Santos - Quando Vanderlei Luxemburgo foi anunciado como novo técnico do Santos, em substituição a Emerson Leão, no dia 8 de maio, até o santista mais rancoroso, contrário à sua volta à Vila Belmiro, viu algumas vantagens na troca de comando. A principal delas: o time estaria sempre entre os melhores do país e disputando títulos porque o treinador que chegava, ao contrário do seu antecessor, é do tipo que exige a contratação dos melhores jogadores do mercado e gosta de trabalhar com estrelas. Foi assim no Palmeiras e no Corinthians, com suporte financeiro da Parmalat e Hicks Muse, respectivamente.

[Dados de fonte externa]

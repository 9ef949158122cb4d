//! # momo CLI
//!
//! Monorepo scaffolding and workspace management.
//!
//! ## Startup sequence
//!
//! 1. Load `.env` so it can feed clap's `env` args and `MOMO_*` config.
//! 2. Parse CLI arguments (clap handles `--help` / `--version` early-exit).
//! 3. Initialise the tracing subscriber (logging).
//! 4. Load configuration (file + env + defaults).
//! 5. Build the [`OutputManager`].
//! 6. Dispatch to the appropriate command handler.
//! 7. Translate any [`CliError`] into a user-facing message and exit code.
//!
//! ## Exit codes
//!
//! | Code | Meaning                          |
//! |------|----------------------------------|
//! |  0   | Success, or cancelled by the user |
//! |  1   | Internal / external tool error   |
//! |  2   | User / input error               |
//! |  3   | Resource not found               |
//! |  4   | Configuration error              |

use std::io::IsTerminal;
use std::path::PathBuf;
use std::process::ExitCode;

use tracing::{debug, info, instrument};

use crate::{
    cli::{AddArgs, AddCommands, Cli, Commands},
    config::AppConfig,
    error::{CliError, CliResult},
    logging::init_logging,
    output::OutputManager,
};

pub mod cli;
pub mod commands;
pub mod config;
pub mod error;
pub mod logging;
pub mod output;
pub mod prompt;

/// Run the CLI with arguments produced by `parse`. Shared by the `momo` and
/// `create-momo` binaries.
pub fn start<F>(parse: F) -> ExitCode
where
    F: FnOnce() -> Result<Cli, clap::Error>,
{
    // Missing .env is the normal case.
    let _ = dotenvy::dotenv();

    // ── 1. Parse arguments ────────────────────────────────────────────────
    let cli = match parse() {
        Ok(cli) => cli,
        Err(e) => {
            // --help and --version come through here too, with exit code 0.
            let _ = e.print();
            return ExitCode::from(u8::try_from(e.exit_code()).unwrap_or(2));
        }
    };

    // ── 2. Initialise tracing ─────────────────────────────────────────────
    if let Err(e) = init_logging(&cli.global) {
        eprintln!("Failed to initialise logging: {e}");
        return ExitCode::from(1);
    }

    debug!(
        verbose = cli.global.verbose,
        quiet = cli.global.quiet,
        no_color = cli.global.no_color,
        "CLI started"
    );

    let cwd = match std::env::current_dir() {
        Ok(cwd) => cwd,
        Err(e) => return handle_error(CliError::from(e), cli.global.verbose_errors()),
    };

    // ── 3. Load configuration ─────────────────────────────────────────────
    let config = match AppConfig::load(cli.global.config.as_deref(), &cwd) {
        Ok(cfg) => cfg,
        Err(e) => {
            let err = CliError::config("Failed to load configuration", e);
            return handle_error(err, cli.global.verbose_errors());
        }
    };

    // ── 4. Build output manager ───────────────────────────────────────────
    let output = OutputManager::new(&cli.global);
    let verbose = cli.global.verbose_errors();

    // ── 5. Dispatch + 6. Error handling ──────────────────────────────────
    match run(cli, cwd, config, output) {
        Ok(()) => {
            info!("momo completed successfully");
            ExitCode::SUCCESS
        }
        Err(e) => handle_error(e, verbose),
    }
}

/// Dispatch to the correct command handler.
#[instrument(skip_all)]
fn run(cli: Cli, cwd: PathBuf, config: AppConfig, output: OutputManager) -> CliResult<()> {
    let Some(command) = cli.command else {
        return commands::create::execute_default(cwd, config, output);
    };

    match command {
        Commands::Create(args) => commands::create::execute(args, cwd, config, output),
        Commands::Add(AddArgs { command: None }) => commands::add::execute_prompted(cwd, config, output),
        Commands::Add(AddArgs { command: Some(AddCommands::App(args)) }) => {
            commands::add::execute_app(args, cwd, config, output)
        }
        Commands::Add(AddArgs { command: Some(AddCommands::Package(args)) }) => {
            commands::add::execute_package(args, cwd, config, output)
        }
        Commands::Add(AddArgs { command: Some(AddCommands::Dep(args)) }) | Commands::Dep(args) => {
            commands::dep::execute(args, cwd, config, output)
        }
        Commands::Config(cmd) => commands::config::execute(cmd, config, output),
        Commands::Build(args) => commands::task::execute(cli::TaskKind::Build, args, cwd, output),
        Commands::Dev(args) => commands::task::execute(cli::TaskKind::Dev, args, cwd, output),
        Commands::Lint(args) => commands::task::execute(cli::TaskKind::Lint, args, cwd, output),
        Commands::Start(args) => commands::task::execute(cli::TaskKind::Start, args, cwd, output),
        Commands::Test(args) => commands::task::execute(cli::TaskKind::Test, args, cwd, output),
        Commands::Graph(args) => commands::task::execute(cli::TaskKind::Graph, args, cwd, output),
        Commands::Login => commands::task::remote_cache(cli::TaskKind::Login, cwd, output),
        Commands::Logout => commands::task::remote_cache(cli::TaskKind::Logout, cwd, output),
        Commands::Link => commands::task::remote_cache(cli::TaskKind::Link, cwd, output),
        Commands::Unlink => commands::task::remote_cache(cli::TaskKind::Unlink, cwd, output),
        Commands::Clean => commands::task::clean(cwd, output),
        Commands::Doctor => commands::doctor::execute(cwd, config, output),
        Commands::List(args) => commands::list::execute(args, output),
        Commands::Completions(args) => commands::completions::execute(args),
    }
}

/// Translate a `CliError` into a user message and an appropriate exit code.
///
/// This is the single place where structured errors become human-readable
/// output and OS exit codes.
fn handle_error(err: CliError, verbose: bool) -> ExitCode {
    err.log();

    if err.is_cancelled() {
        eprintln!("Operation cancelled.");
        return ExitCode::SUCCESS;
    }

    // Written to stderr so the message survives a redirected stdout.
    let msg = if std::io::stderr().is_terminal() {
        err.format_colored(verbose)
    } else {
        err.format_plain(verbose)
    };
    eprint!("{msg}");

    ExitCode::from(err.exit_code())
}

// ── tests ─────────────────────────────────────────────────────────────────────

#[cfg(test)]
mod tests {
    use super::*;
    use clap::CommandFactory;

    #[test]
    fn cli_structure_is_valid() {
        Cli::command().debug_assert();
    }

    #[test]
    fn create_momo_structure_is_valid() {
        cli::CreateMomoCli::command().debug_assert();
    }

    #[test]
    fn cli_version_matches_cargo() {
        let cmd = Cli::command();
        assert_eq!(cmd.get_version(), Some(env!("CARGO_PKG_VERSION")));
    }

    #[test]
    fn cli_has_author() {
        let cmd = Cli::command();
        assert!(cmd.get_author().is_some());
    }
}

Nos primeiros dias do técnico no clube parecia que a história iria se repetir no Santos. Passaram a ser especulados até pelos cartolas santistas nomes do nível de Marcos (Palmeiras), para o gol; Antônio Carlos (Turquia), que foi titular da Seleção Brasileira, seria o zagueiro experiente para dar credibilidade à defesa ao lado de Léo; César Sampaio para o meio-de-campo e Rivaldo para o ataque.
Luxemburgo alimentava os boatos, com respostas evasivas. ''Contratação é assunto interno. Quando uma negociação for concluída, anunciaremos o nome do reforço.'' Outro indicativo: nos últimos dias de Leão como técnico, o Santos apresentou Deivid como reforço para o ataque.

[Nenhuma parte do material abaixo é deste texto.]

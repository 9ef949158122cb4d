//! Shell completion generation.

use clap::CommandFactory;
use clap_complete::{generate, shells};

use crate::cli::{Cli, CompletionsArgs, Shell};

pub fn execute(args: CompletionsArgs) -> crate::error::CliResult<()> {
    let mut cmd = Cli::command();
    let out = &mut std::io::stdout();

    match args.shell {
        Shell::Bash => generate(shells::Bash, &mut cmd, "momo", out),
        Shell::Zsh => generate(shells::Zsh, &mut cmd, "momo", out),
        Shell::Fish => generate(shells::Fish, &mut cmd, "momo", out),
        Shell::PowerShell => generate(shells::PowerShell, &mut cmd, "momo", out),
        Shell::Elvish => generate(shells::Elvish, &mut cmd, "momo", out),
    };

    Ok(())
}
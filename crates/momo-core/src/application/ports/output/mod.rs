//! Driven (output) ports - implemented by infrastructure.
//!
//! These traits define what the application needs from the outside world.
//! The `momo-adapters` crate provides implementations; the CLI provides the
//! terminal prompter.

use std::path::{Path, PathBuf};

use crate::domain::CommandSpec;
use crate::error::MomoResult;

/// Port for filesystem operations.
///
/// Implemented by:
/// - `momo_adapters::filesystem::LocalFilesystem` (production)
/// - `momo_adapters::filesystem::MemoryFilesystem` (testing)
#[cfg_attr(test, mockall::automock)]
pub trait Filesystem: Send + Sync {
    /// Immediate subdirectories of `path`, in no particular order.
    ///
    /// A missing `path` yields an empty list.
    fn list_dirs(&self, path: &Path) -> MomoResult<Vec<PathBuf>>;

    /// Names of every entry (files and directories) directly under `path`.
    fn list_entries(&self, path: &Path) -> MomoResult<Vec<String>>;

    fn read_to_string(&self, path: &Path) -> MomoResult<String>;

    /// Check if path exists.
    fn exists(&self, path: &Path) -> bool;

    fn is_dir(&self, path: &Path) -> bool;

    /// Create a directory and all parent directories.
    fn create_dir_all(&self, path: &Path) -> MomoResult<()>;

    /// Write content to a file, replacing it if present.
    fn write_file(&self, path: &Path, content: &str) -> MomoResult<()>;

    /// Remove a directory and all contents.
    fn remove_dir_all(&self, path: &Path) -> MomoResult<()>;

    /// Every directory under `root` whose name is in `names`.
    ///
    /// Matched directories are not descended into.
    fn find_dirs_named(&self, root: &Path, names: &[String]) -> MomoResult<Vec<PathBuf>>;
}

/// Port for asking the operator.
///
/// Every method returns `Ok(None)` when the operator cancels.
#[cfg_attr(test, mockall::automock)]
pub trait Prompter {
    /// Single choice among `items`; returns the chosen index.
    fn select(&self, prompt: &str, items: &[String], default: usize) -> MomoResult<Option<usize>>;

    /// Free text, pre-filled with `default` when it is not empty.
    fn input(&self, prompt: &str, default: &str) -> MomoResult<Option<String>>;

    fn confirm(&self, prompt: &str, default: bool) -> MomoResult<Option<bool>>;
}

/// Port for running external programs.
///
/// Implemented by:
/// - `momo_adapters::process::SystemCommandRunner` (production)
/// - `momo_adapters::process::RecordingRunner` (testing)
#[cfg_attr(test, mockall::automock)]
pub trait CommandRunner {
    /// Run with inherited stdio and wait. Returns the exit code, `None` when
    /// the process was killed by a signal.
    fn run(&self, command: &CommandSpec) -> MomoResult<Option<i32>>;

    /// Run with captured stdout. Non-zero exit is an error.
    fn output(&self, command: &CommandSpec) -> MomoResult<String>;
}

O ex-técnico santista não demonstrou o menor entusiasmo ao falar do novo atacante e ficou a impressão de que havia sido pego de surpresa. Ricardinho, cujo interesse surgiu ainda no tempo de Leão, só chegou depois que Luxemburgo assumiu.

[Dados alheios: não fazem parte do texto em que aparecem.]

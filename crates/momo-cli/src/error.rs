//! Error handling for the momo CLI.
//!
//! Provides structured errors with:
//! - User-friendly messages
//! - Actionable suggestions
//! - Proper error chaining
//! - Exit code mapping

use std::error::Error;

use owo_colors::OwoColorize;
use thiserror::Error;

use momo_core::error::MomoError;

// Re-export so callers only need `use crate::error::*`.
pub use momo_core::error::ErrorCategory as CoreCategory;

/// Result type alias for CLI operations.
pub type CliResult<T> = Result<T, CliError>;

/// CLI error types.
#[derive(Debug, Error)]
pub enum CliError {
    /// Invalid user input that clap could not catch.
    #[error("Invalid input: {message}")]
    InvalidInput {
        message: String,
        #[source]
        source: Option<Box<dyn std::error::Error + Send + Sync>>,
    },

    // ── Config errors ──────────────────────────────────────────────────────
    /// A configuration file could not be read, parsed, or written.
    #[error("Configuration error: {message}")]
    ConfigError {
        message: String,
        #[source]
        source: Option<Box<dyn std::error::Error + Send + Sync>>,
    },

    /// `config get` for a key that is not set.
    #[error("Key \"{key}\" not found")]
    UnknownConfigKey { key: String },

    // ── Core errors ────────────────────────────────────────────────────────
    /// An error propagated from `momo-core`.
    #[error(transparent)]
    Core(#[from] MomoError),

    // ── System errors ──────────────────────────────────────────────────────
    /// An I/O operation failed.
    #[error("I/O error: {message}")]
    IoError {
        message: String,
        #[source]
        source: std::io::Error,
    },

    /// Operation cancelled by user.
    #[error("Operation cancelled")]
    Cancelled,
}

impl From<std::io::Error> for CliError {
    fn from(err: std::io::Error) -> Self {
        CliError::IoError {
            message: err.to_string(),
            source: err,
        }
    }
}

impl CliError {
    /// Configuration failure with the underlying cause kept as its source.
    pub fn config(message: impl Into<String>, source: anyhow::Error) -> Self {
        Self::ConfigError {
            message: message.into(),
            source: Some(source.into()),
        }
    }

    /// Get user-actionable suggestions for fixing this error.
    pub fn suggestions(&self) -> Vec<String> {
        match self {
            Self::InvalidInput { message, .. } => vec![
                format!("Check your input: {message}"),
                "Use --help for usage information".into(),
            ],

            Self::ConfigError { message, .. } => vec![
                format!("Configuration issue: {message}"),
                "Run 'momo config path' to see which file is in use".into(),
                "Valid keys: scope, packageScope, author, license, manager".into(),
            ],

            Self::UnknownConfigKey { .. } => vec![
                "Run 'momo config list' to see the keys that are set".into(),
            ],

            Self::Core(core_err) => core_err.suggestions(),

            Self::IoError { message, .. } => vec![
                format!("I/O operation failed: {message}"),
                "Check file permissions".into(),
                "Ensure the parent directory exists".into(),
            ],

            Self::Cancelled => vec!["No changes were made".into()],
        }
    }

    /// Get the error category for styling and exit codes.
    pub fn category(&self) -> ErrorCategory {
        match self {
            Self::InvalidInput { .. } => ErrorCategory::UserError,
            Self::ConfigError { .. } => ErrorCategory::Configuration,
            Self::UnknownConfigKey { .. } => ErrorCategory::NotFound,
            Self::Core(core) => match core.category() {
                CoreCategory::Validation | CoreCategory::Conflict => ErrorCategory::UserError,
                CoreCategory::NotFound => ErrorCategory::NotFound,
                CoreCategory::Configuration => ErrorCategory::Configuration,
                CoreCategory::Cancelled => ErrorCategory::Cancelled,
                CoreCategory::External => ErrorCategory::External,
                CoreCategory::Internal => ErrorCategory::Internal,
            },
            Self::IoError { .. } => ErrorCategory::Internal,
            Self::Cancelled => ErrorCategory::Cancelled,
        }
    }

    /// Whether the operator backed out; this is a clean exit.
    pub fn is_cancelled(&self) -> bool {
        self.category() == ErrorCategory::Cancelled
    }

    /// Exit code to pass to the OS.
    ///
    /// | Category      | Code |
    /// |---------------|------|
    /// | Cancelled     |  0   |
    /// | User error    |  2   |
    /// | Not found     |  3   |
    /// | Configuration |  4   |
    /// | External tool |  1   |
    /// | Internal      |  1   |
    pub fn exit_code(&self) -> u8 {
        match self.category() {
            ErrorCategory::Cancelled => 0,
            ErrorCategory::UserError => 2,
            ErrorCategory::NotFound => 3,
            ErrorCategory::Configuration => 4,
            ErrorCategory::External | ErrorCategory::Internal => 1,
        }
    }

    /// Format the error for display with colors and suggestions.
    pub fn format_colored(&self, verbose: bool) -> String {
        let mut output = String::new();

        output.push_str(&format!(
            "\n{} {}\n\n",
            "\u{2717}".red().bold(),
            "Error:".red().bold()
        ));
        output.push_str(&format!("  {}\n", self.to_string().red()));

        if verbose {
            let mut source = self.source();
            while let Some(err) = source {
                output.push_str(&format!(
                    "\n  {} {}\n",
                    "\u{2192}".dimmed(),
                    err.to_string().dimmed()
                ));
                source = err.source();
            }
        }

        let suggestions = self.suggestions();
        if !suggestions.is_empty() {
            output.push_str(&format!("\n{}\n", "Suggestions:".yellow().bold()));
            for suggestion in suggestions {
                output.push_str(&format!("  {suggestion}\n"));
            }
        }

        if !verbose {
            output.push('\n');
            output.push_str(&format!(
                "{} {}\n",
                "\u{2139}".blue(),
                "Use -v / --verbose for more details.".dimmed(),
            ));
        }

        output
    }

    /// Plain-text version of [`Self::format_colored`], no ANSI codes.
    pub fn format_plain(&self, verbose: bool) -> String {
        let mut out = String::new();
        out.push_str(&format!("\nError: {self}\n"));

        if verbose {
            let mut src = self.source();
            while let Some(err) = src {
                out.push_str(&format!("  Caused by: {err}\n"));
                src = err.source();
            }
        }

        let suggestions = self.suggestions();
        if !suggestions.is_empty() {
            out.push_str("\nSuggestions:\n");
            for s in &suggestions {
                out.push_str(&format!("  {s}\n"));
            }
        }

        if !verbose {
            out.push_str("\nUse -v / --verbose for more details.\n");
        }

        out
    }

    /// Record the error in the trace.
    ///
    /// Kept at debug level: [`Self::format_colored`] / [`Self::format_plain`]
    /// already put the message in front of the user, so this only shows up
    /// with `-vv`.
    pub fn log(&self) {
        let label = match self.category() {
            ErrorCategory::Cancelled => "Cancelled",
            ErrorCategory::UserError => "User error",
            ErrorCategory::NotFound => "Not found",
            ErrorCategory::Configuration => "Configuration error",
            ErrorCategory::External => "External tool failed",
            ErrorCategory::Internal => "Internal error",
        };
        tracing::debug!("{label}: {self}");

        if let Some(source) = self.source() {
            tracing::debug!("Caused by: {}", source);
        }
    }
}

/// Error categories for classification.
#[derive(Debug, Clone, Copy, PartialEq, Eq)]
pub enum ErrorCategory {
    /// User input error (validation, invalid arguments).
    UserError,
    /// Resource not found.
    NotFound,
    /// Configuration error.
    Configuration,
    /// The operator backed out of a prompt.
    Cancelled,
    /// A package manager or turbo exited non-zero or could not start.
    External,
    /// Internal/system error.
    Internal,
}

// ── IntoCli trait ─────────────────────────────────────────────────────────────

/// Extension trait to convert foreign error types into [`CliError`] at
/// call-sites with a descriptive context message.
pub trait IntoCli<T> {
    /// Convert to `CliResult` attaching a human-readable context message.
    fn with_cli_context<F, S>(self, f: F) -> CliResult<T>
    where
        F: FnOnce() -> S,
        S: Into<String>;
}

impl<T> IntoCli<T> for Result<T, std::io::Error> {
    fn with_cli_context<F, S>(self, f: F) -> CliResult<T>
    where
        F: FnOnce() -> S,
        S: Into<String>,
    {
        self.map_err(|e| CliError::IoError {
            message: f().into(),
            source: e,
        })
    }
}

impl<T> IntoCli<T> for Result<T, MomoError> {
    /// Core errors already carry their context; the message is dropped.
    fn with_cli_context<F, S>(self, _f: F) -> CliResult<T>
    where
        F: FnOnce() -> S,
        S: Into<String>,
    {
        self.map_err(CliError::Core)
    }
}

impl<T> IntoCli<T> for Result<T, serde_json::Error> {
    fn with_cli_context<F, S>(self, f: F) -> CliResult<T>
    where
        F: FnOnce() -> S,
        S: Into<String>,
    {
        self.map_err(|e| CliError::ConfigError {
            message: f().into(),
            source: Some(Box::new(e)),
        })
    }
}

#[cfg(test)]
mod tests {
    use super::*;
    use momo_core::application::ApplicationError;
    use momo_core::domain::{DomainError, MemberKind};
    use std::io;

    fn core(err: impl Into<MomoError>) -> CliError {
        CliError::Core(err.into())
    }

    // ── exit codes ────────────────────────────────────────────────────────

    #[test]
    fn target_not_found_exits_three() {
        let err = core(DomainError::TargetNotFound {
            kind: MemberKind::App,
            name: "web".into(),
        });
        assert_eq!(err.exit_code(), 3);
        assert_eq!(err.to_string(), "app 'web' not found");
    }

    #[test]
    fn not_a_project_root_is_user_error() {
        let err = core(ApplicationError::NotAProjectRoot {
            dir: "/tmp".into(),
        });
        assert_eq!(err.exit_code(), 2);
    }

    #[test]
    fn installer_failure_exits_one() {
        let err = core(ApplicationError::InstallerFailed {
            package: "zod".into(),
            code: Some(1),
        });
        assert_eq!(err.category(), ErrorCategory::External);
        assert_eq!(err.exit_code(), 1);
        assert!(err.to_string().contains("zod"));
    }

    #[test]
    fn cancellation_is_clean() {
        assert!(core(ApplicationError::Cancelled).is_cancelled());
        assert_eq!(core(ApplicationError::Cancelled).exit_code(), 0);
        assert_eq!(CliError::Cancelled.exit_code(), 0);
    }

    #[test]
    fn exit_code_configuration() {
        assert_eq!(
            CliError::ConfigError {
                message: "x".into(),
                source: None
            }
            .exit_code(),
            4
        );
        assert_eq!(core(DomainError::InvalidConfig("scope".into())).exit_code(), 4);
    }

    #[test]
    fn config_failure_keeps_its_cause() {
        let err = CliError::config(
            "Failed to load configuration",
            anyhow::anyhow!("Cannot locate the home directory"),
        );
        assert_eq!(err.exit_code(), 4);
        let text = err.format_plain(true);
        assert!(text.contains("Failed to load configuration"));
        assert!(text.contains("Caused by: Cannot locate the home directory"));
    }

    #[test]
    fn exit_code_internal() {
        assert_eq!(
            CliError::IoError {
                message: "x".into(),
                source: io::Error::other("e"),
            }
            .exit_code(),
            1
        );
    }

    // ── format ────────────────────────────────────────────────────────────

    #[test]
    fn format_plain_contains_error_header() {
        let err = core(DomainError::MemberExists {
            kind: MemberKind::Library,
            name: "ui".into(),
            path: "/repo/packages/ui".into(),
        });
        let s = err.format_plain(false);
        assert!(s.contains("Error:"));
        assert!(s.contains("Suggestions:"));
        assert!(s.contains("--verbose"));
    }

    #[test]
    fn format_plain_verbose_shows_cause() {
        let err = CliError::IoError {
            message: "reading momo.config.json".into(),
            source: io::Error::other("disk on fire"),
        };
        let s = err.format_plain(true);
        assert!(s.contains("Caused by: disk on fire"));
        assert!(!s.contains("--verbose"));
    }

    // ── IntoCli ───────────────────────────────────────────────────────────

    #[test]
    fn into_cli_io_error() {
        let result: Result<(), io::Error> = Err(io::Error::new(io::ErrorKind::NotFound, "missing"));
        let cli: CliResult<()> = result.with_cli_context(|| "reading config");
        assert!(matches!(cli, Err(CliError::IoError { .. })));
    }
}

Porém, aos poucos, o quadro foi mudando, com a chegada de jogadores comuns, como Ricardo Bóvio, volante de 23 anos, e o lateral-direito Flávio, 24, ambos procedentes do Chernomorets, da Rússia; e o meia Marcinho, descoberto por Luxemburgo no CRB, de Alagoas. A exceção pode ser o goleiro chileno Nelson Tápia, 37.